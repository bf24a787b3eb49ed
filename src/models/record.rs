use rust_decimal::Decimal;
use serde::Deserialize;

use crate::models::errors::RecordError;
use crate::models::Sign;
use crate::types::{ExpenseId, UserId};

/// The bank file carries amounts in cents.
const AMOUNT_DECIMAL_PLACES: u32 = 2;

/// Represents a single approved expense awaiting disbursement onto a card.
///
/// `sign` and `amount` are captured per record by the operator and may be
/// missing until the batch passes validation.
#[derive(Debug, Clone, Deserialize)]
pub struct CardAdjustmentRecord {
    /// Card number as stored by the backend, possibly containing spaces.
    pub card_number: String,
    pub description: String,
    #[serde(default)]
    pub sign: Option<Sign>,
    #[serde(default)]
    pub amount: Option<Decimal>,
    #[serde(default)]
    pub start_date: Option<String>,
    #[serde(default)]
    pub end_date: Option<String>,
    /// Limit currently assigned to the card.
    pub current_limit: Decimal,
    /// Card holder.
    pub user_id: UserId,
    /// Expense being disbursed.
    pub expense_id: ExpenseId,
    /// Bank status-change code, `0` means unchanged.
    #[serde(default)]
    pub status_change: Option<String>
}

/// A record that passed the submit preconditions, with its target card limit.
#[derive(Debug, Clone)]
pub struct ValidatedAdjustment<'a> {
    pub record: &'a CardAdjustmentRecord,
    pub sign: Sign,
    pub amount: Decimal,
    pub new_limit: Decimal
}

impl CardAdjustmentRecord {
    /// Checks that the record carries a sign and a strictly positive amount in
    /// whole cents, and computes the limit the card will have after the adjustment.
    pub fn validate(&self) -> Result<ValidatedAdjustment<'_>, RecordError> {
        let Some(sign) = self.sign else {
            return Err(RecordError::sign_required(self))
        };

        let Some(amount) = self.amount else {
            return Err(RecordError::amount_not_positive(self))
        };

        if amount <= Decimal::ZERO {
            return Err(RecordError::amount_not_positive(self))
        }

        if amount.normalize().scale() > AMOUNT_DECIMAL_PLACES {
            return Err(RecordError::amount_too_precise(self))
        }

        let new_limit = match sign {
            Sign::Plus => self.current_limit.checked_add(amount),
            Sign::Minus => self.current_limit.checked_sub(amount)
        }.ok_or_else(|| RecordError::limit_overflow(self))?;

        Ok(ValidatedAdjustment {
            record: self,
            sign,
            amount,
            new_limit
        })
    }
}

YOUR TASK: When the line with "filename src/models/record.rs" is reached in the data above, start copying there, and copy each line exactly until the line with "pub struct ValidatedAdjustment<'a>" has been copied; copy nothing else.

YOUR SOLUTION:
filename src/models/record.rs
use rust_decimal::Decimal;
use serde::Deserialize;

use crate::models::errors::RecordError;
use crate::models::Sign;
use crate::types::{ExpenseId, UserId};

/// The bank file carries amounts in cents.
const AMOUNT_DECIMAL_PLACES: u32 = 2;

/// Represents a single approved expense awaiting disbursement onto a card.
///
/// `sign` and `amount` are captured per record by the operator and may be
/// missing until the batch passes validation.
#[derive(Debug, Clone, Deserialize)]
pub struct CardAdjustmentRecord {
    /// Card number as stored by the backend, possibly containing spaces.
    pub card_number: String,
    pub description: String,
    #[serde(default)]
    pub sign: Option<Sign>,
    #[serde(default)]
    pub amount: Option<Decimal>,
    #[serde(default)]
    pub start_date: Option<String>,
    #[serde(default)]
    pub end_date: Option<String>,
    /// Limit currently assigned to the card.
    pub current_limit: Decimal,
    /// Card holder.
    pub user_id: UserId,
    /// Expense being disbursed.
    pub expense_id: ExpenseId,
    /// Bank status-change code, `0` means unchanged.
    #[serde(default)]
    pub status_change: Option<String>
}

/// A record that passed the submit preconditions, with its target card limit.
#[derive(Debug, Clone)]
pub struct ValidatedAdjustment<'a> {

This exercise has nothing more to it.